**DATA TO EXAMINE**.
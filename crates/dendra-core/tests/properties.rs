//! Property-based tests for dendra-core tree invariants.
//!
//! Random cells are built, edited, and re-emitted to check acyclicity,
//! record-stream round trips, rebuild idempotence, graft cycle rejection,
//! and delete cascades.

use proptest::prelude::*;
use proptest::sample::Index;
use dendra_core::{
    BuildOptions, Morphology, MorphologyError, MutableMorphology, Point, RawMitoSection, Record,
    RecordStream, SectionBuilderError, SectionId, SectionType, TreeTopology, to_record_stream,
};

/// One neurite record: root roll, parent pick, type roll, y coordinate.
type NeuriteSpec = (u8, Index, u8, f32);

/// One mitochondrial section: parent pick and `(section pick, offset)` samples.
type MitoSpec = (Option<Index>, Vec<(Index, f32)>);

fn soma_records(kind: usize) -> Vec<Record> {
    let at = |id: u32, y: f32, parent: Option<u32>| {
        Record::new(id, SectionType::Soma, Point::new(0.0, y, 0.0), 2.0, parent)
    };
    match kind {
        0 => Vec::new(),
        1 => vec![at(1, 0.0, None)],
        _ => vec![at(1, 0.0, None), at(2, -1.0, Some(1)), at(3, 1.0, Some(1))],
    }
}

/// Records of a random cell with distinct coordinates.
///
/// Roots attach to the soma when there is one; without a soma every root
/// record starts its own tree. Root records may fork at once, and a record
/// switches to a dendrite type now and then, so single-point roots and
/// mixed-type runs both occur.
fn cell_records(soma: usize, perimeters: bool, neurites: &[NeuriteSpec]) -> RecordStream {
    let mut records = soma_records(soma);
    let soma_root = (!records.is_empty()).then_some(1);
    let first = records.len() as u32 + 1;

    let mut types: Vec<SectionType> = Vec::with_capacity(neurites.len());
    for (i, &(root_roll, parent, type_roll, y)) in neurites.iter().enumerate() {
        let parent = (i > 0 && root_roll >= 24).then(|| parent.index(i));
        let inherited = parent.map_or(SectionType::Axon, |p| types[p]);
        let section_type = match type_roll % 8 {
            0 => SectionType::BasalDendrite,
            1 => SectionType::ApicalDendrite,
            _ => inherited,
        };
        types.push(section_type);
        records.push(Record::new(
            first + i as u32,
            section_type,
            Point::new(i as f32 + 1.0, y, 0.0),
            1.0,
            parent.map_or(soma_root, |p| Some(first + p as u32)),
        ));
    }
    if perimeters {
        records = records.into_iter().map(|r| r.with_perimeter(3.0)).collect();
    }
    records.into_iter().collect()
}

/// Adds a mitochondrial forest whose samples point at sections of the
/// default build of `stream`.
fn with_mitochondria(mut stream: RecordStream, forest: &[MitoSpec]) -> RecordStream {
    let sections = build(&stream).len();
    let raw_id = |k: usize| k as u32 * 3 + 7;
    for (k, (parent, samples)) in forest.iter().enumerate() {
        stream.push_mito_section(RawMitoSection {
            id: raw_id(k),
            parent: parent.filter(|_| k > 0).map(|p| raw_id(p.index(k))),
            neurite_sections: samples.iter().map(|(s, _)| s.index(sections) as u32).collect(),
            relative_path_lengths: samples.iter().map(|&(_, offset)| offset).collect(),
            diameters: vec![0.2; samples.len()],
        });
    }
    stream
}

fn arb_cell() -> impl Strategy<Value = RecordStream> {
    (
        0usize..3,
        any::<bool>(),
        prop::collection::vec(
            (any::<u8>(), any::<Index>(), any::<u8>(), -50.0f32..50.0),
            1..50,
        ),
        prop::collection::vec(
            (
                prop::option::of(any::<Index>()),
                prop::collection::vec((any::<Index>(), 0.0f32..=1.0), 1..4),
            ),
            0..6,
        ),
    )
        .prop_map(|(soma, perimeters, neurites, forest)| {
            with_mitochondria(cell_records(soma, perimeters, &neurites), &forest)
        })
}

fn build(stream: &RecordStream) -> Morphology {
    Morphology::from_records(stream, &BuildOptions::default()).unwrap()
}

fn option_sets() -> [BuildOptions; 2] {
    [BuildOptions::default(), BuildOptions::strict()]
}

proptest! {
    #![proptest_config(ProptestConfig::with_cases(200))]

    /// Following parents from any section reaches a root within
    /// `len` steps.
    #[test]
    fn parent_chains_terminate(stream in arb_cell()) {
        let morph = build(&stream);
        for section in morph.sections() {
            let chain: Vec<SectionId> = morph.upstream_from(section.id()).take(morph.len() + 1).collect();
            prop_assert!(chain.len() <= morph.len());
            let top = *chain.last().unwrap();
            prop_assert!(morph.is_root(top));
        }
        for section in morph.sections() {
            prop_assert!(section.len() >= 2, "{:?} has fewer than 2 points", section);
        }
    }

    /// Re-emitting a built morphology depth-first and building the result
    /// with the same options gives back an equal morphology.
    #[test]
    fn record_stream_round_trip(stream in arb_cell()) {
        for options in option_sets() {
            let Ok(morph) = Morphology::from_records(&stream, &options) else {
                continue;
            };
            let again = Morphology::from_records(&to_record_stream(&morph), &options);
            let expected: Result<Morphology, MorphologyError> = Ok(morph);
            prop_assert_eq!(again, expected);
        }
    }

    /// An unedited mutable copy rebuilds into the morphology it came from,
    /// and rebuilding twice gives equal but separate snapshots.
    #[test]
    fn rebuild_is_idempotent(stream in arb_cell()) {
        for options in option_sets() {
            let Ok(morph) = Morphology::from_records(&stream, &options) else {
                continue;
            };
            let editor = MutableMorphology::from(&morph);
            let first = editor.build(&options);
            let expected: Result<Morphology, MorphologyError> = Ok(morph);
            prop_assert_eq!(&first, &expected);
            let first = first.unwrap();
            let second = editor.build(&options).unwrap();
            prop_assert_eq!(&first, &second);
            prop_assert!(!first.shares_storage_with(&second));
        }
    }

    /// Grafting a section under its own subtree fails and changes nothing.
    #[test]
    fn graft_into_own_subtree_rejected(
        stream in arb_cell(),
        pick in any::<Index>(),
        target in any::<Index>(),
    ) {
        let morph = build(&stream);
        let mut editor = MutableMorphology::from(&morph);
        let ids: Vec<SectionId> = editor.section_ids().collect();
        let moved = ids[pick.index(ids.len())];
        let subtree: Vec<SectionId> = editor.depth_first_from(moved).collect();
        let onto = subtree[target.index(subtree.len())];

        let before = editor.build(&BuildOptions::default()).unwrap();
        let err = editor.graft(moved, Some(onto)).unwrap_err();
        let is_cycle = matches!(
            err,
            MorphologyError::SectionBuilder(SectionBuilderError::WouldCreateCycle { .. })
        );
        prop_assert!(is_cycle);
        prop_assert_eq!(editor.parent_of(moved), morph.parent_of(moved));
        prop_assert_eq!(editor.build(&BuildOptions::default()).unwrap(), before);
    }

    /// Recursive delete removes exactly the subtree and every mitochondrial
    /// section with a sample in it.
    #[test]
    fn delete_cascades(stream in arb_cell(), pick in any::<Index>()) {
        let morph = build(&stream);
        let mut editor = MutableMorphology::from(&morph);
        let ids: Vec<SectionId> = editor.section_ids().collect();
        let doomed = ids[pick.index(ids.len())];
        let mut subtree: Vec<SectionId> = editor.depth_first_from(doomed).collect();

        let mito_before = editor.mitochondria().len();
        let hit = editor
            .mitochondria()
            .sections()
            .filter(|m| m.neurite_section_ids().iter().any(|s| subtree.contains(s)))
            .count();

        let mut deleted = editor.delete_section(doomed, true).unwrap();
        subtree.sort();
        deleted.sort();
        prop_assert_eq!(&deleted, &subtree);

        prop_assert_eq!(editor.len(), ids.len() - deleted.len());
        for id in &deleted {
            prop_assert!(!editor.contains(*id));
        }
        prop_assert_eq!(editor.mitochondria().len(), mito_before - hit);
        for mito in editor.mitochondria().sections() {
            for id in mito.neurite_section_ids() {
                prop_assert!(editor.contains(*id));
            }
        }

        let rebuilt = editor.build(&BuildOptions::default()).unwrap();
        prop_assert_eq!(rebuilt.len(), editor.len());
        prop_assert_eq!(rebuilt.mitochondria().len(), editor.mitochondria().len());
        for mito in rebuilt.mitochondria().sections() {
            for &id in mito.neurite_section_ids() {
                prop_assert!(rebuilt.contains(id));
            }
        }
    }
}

**WORK REQUEST**. Copy out the lines of the records above in which the string "kind" appears.

**OUTPUT BELOW**.
fn soma_records(kind: usize) -> Vec<Record> {
    match kind {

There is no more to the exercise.